TiKV Follower Read

Note:
This topic has been translated from a Chinese forum by GPT and might contain errors.

Original topic: Tikv Follower Read

| username: TiDBer_NGmQDBXo

TiKV version 6.0
What is the principle of TiKV Follower Read?
When the client sends a request, it asks the PD for the Region leader information. If it is a Follower Read, does the PD randomly give the client the TiKV node address?
What is the Follower Read process?

| username: ddhe9527 | Original post link

The video lesson explains it in great detail, highly recommended to watch.

By default, TiDB adopts the “strong leader” strategy, where read and write requests for a Region are handled by the Leader. However, when there are hot Regions in TiDB, the Leader can become a bottleneck. Follower Read refers to using the Follower replicas of a Region to handle read tasks while ensuring linear consistency, thereby improving the read throughput of the TiDB cluster and reducing the Leader’s load. Follower Read includes a series of load balancing mechanisms that offload TiKV read loads from the Region Leader replica to the follower replicas (sending read requests for a Region to Follower nodes based on load balancing strategies). To enable the Follower Read feature in TiDB, set the SESSION variable tidb_replica_read to either follower or leader-and-follower.


The above image shows the process of executing a COMMIT operation on the Leader replica:

  • 10:00: User A initiates a COMMIT command with commit_ts at 10:00. Its raft log is 1-95, which is only persisted in raftdb and not yet applied to kvdb. The COMMIT can only return after 1-95 is successfully applied to kvdb.

  • 10:05: The raftdb log increases to 1-97, and the kvdb log is applied up to 1-93. User A’s COMMIT has not yet returned.

  • 10:08: The kvdb applies the log up to 1-95, i.e., ApplyIndex is 1-95, and User A’s COMMIT operation successfully returns.


The above image shows the process of executing a read operation on the Follower replica:

  • 10:00: In raftdb, the log has already committed up to 1-96, consistent with the Leader replica node, but the apply is slower than on the Leader.

  • 10:05: User B initiates a Follower Read, requesting the latest log in raftdb from the Leader replica node, which is 1-97, i.e., CommitIndex is 1-97.

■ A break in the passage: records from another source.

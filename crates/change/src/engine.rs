//! Keyed diff of two collections.
//!
//! Both sides are indexed by `key_of`; every key of the desired side yields at most one
//! change, keys only present on the actual side (orphans) yield a `Delete` when orphan
//! deletion is enabled and nothing otherwise. Output is ordered by key, so it depends only
//! on the contents of the two inputs and never on their order.

use std::collections::{BTreeMap, BTreeSet};
use std::fmt;

use kspec_core::{Change, ChangeType, FieldChanges, ValueChange};

use crate::{ChangeError, Side};

type KeyFn<'a, R, K> = Box<dyn Fn(&R) -> K + 'a>;
type ValueFn<'a, R, V> = Box<dyn Fn(&R) -> V + 'a>;
type FieldsFn<'a, R> = Box<dyn Fn(Option<&R>, Option<&R>) -> Result<FieldChanges, ChangeError> + 'a>;
type ClassifyFn<'a, R> = Box<dyn Fn(Option<&R>, Option<&R>, &FieldChanges) -> Option<ChangeType> + 'a>;
type MarkFn<'a, R> = Box<dyn Fn(&R) -> bool + 'a>;

pub struct ChangeComputer<'a, R, K, V> {
    key_of: KeyFn<'a, R, K>,
    value_of: ValueFn<'a, R, V>,
    fields_of: FieldsFn<'a, R>,
    classify: ClassifyFn<'a, R>,
    marked_for_deletion: MarkFn<'a, R>,
    delete_orphans: bool,
    keep_unchanged_fields: bool,
}

impl<'a, R: 'a, K, V> ChangeComputer<'a, R, K, V>
where
    K: Ord + Clone + fmt::Display,
{
    pub fn new(key_of: impl Fn(&R) -> K + 'a, value_of: impl Fn(&R) -> V + 'a) -> Self {
        Self {
            key_of: Box::new(key_of),
            value_of: Box::new(value_of),
            fields_of: Box::new(|_: Option<&R>, _: Option<&R>| Ok(FieldChanges::new())),
            classify: Box::new(|b: Option<&R>, a: Option<&R>, f: &FieldChanges| Some(classify_default(b, a, f))),
            marked_for_deletion: Box::new(|_: &R| false),
            delete_orphans: false,
            keep_unchanged_fields: false,
        }
    }

    pub fn with_key(mut self, key_of: impl Fn(&R) -> K + 'a) -> Self {
        self.key_of = Box::new(key_of);
        self
    }

    /// Field-level sub-changes for a matched pair (either side may be absent).
    pub fn with_fields(
        mut self,
        fields_of: impl Fn(Option<&R>, Option<&R>) -> Result<FieldChanges, ChangeError> + 'a,
    ) -> Self {
        self.fields_of = Box::new(fields_of);
        self
    }

    /// Resource-level classification. Returning `None` drops the key from the output.
    pub fn with_classifier(
        mut self,
        classify: impl Fn(Option<&R>, Option<&R>, &FieldChanges) -> Option<ChangeType> + 'a,
    ) -> Self {
        self.classify = Box::new(classify);
        self
    }

    /// A desired item for which `marked` holds is classified `Delete` when the actual side
    /// has it, and dropped when it does not.
    pub fn with_deletion_marker(mut self, marked: impl Fn(&R) -> bool + 'a) -> Self {
        self.marked_for_deletion = Box::new(marked);
        self
    }

    pub fn delete_orphans(mut self, on: bool) -> Self {
        self.delete_orphans = on;
        self
    }

    /// Keep `None` field changes in the output instead of pruning them.
    pub fn keep_unchanged_fields(mut self, on: bool) -> Self {
        self.keep_unchanged_fields = on;
        self
    }

    pub fn compute<I, J>(&self, actual: I, desired: J) -> Result<Vec<Change<K, V>>, ChangeError>
    where
        I: IntoIterator<Item = R>,
        J: IntoIterator<Item = R>,
    {
        let actual = self.index(actual, Side::Actual)?;
        let desired = self.index(desired, Side::Desired)?;
        let keys: BTreeSet<&K> = actual.keys().chain(desired.keys()).collect();
        let mut out = Vec::with_capacity(keys.len());
        for key in keys {
            let before = actual.get(key);
            let change = match desired.get(key) {
                Some(after) => self.desired_change(key, before, after)?,
                None => match before {
                    Some(orphan) if self.delete_orphans => {
                        let fields = (self.fields_of)(Some(orphan), None)?;
                        Some(self.build(key, ChangeType::Delete, Some(orphan), None, fields)?)
                    }
                    _ => None,
                },
            };
            if let Some(c) = change { out.push(c); }
        }
        Ok(out)
    }

    fn desired_change(&self, key: &K, before: Option<&R>, after: &R) -> Result<Option<Change<K, V>>, ChangeError> {
        if (self.marked_for_deletion)(after) {
            return match before {
                Some(existing) => {
                    let fields = (self.fields_of)(Some(existing), None)?;
                    self.build(key, ChangeType::Delete, Some(existing), None, fields).map(Some)
                }
                None => Ok(None),
            };
        }
        let fields = (self.fields_of)(before, Some(after))?;
        match (self.classify)(before, Some(after), &fields) {
            Some(t) => self.build(key, t, before, Some(after), fields).map(Some),
            None => Ok(None),
        }
    }

    fn build(
        &self,
        key: &K,
        change_type: ChangeType,
        before: Option<&R>,
        after: Option<&R>,
        fields: FieldChanges,
    ) -> Result<Change<K, V>, ChangeError> {
        let value = ValueChange::new(before.map(&self.value_of), after.map(&self.value_of))
            .ok_or_else(|| ChangeError::EmptyValueChange { key: key.to_string() })?
            .conform(change_type);
        let fields = if self.keep_unchanged_fields { fields } else { prune_unchanged(fields) };
        Ok(Change::new(key.clone(), change_type, value).with_fields(fields))
    }

    fn index<I: IntoIterator<Item = R>>(&self, items: I, side: Side) -> Result<BTreeMap<K, R>, ChangeError> {
        let mut map = BTreeMap::new();
        for item in items {
            let key = (self.key_of)(&item);
            if map.contains_key(&key) {
                return Err(ChangeError::DuplicateKey { side, key: key.to_string() });
            }
            map.insert(key, item);
        }
        Ok(map)
    }
}

/// `Add` when only desired exists, `Delete` when only actual exists, otherwise the
/// reduction of the field-level types.
pub fn classify_default<R>(before: Option<&R>, after: Option<&R>, fields: &FieldChanges) -> ChangeType {
    match (before, after) {
        (None, _) => ChangeType::Add,
        (_, None) => ChangeType::Delete,
        _ => ChangeType::reduce(fields.values().map(|c| c.change_type)),
    }
}

/// Drop `None` entries, recursively.
pub fn prune_unchanged(fields: FieldChanges) -> FieldChanges {
    fields
        .into_iter()
        .filter(|(_, c)| !c.change_type.is_none())
        .map(|(k, mut c)| {
            c.fields = prune_unchanged(std::mem::take(&mut c.fields));
            (k, c)
        })
        .collect()
}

  • 10:10: The CommitIndex log is applied in the kvdb of the Follower replica, and User B starts reading data from kvdb.

In fact, Follower Read can be faster than reading from the leader by default because reading from the leader requires waiting for the kvdb to apply up to the ReadIndex, meaning all COMMIT operations initiated before the read must be completed. If the Follower node’s performance is good enough and applies quickly, it might apply up to the CommitIndex before the leader completes its COMMIT, allowing Follower Read to start reading data from kvdb earlier without breaking linear consistency.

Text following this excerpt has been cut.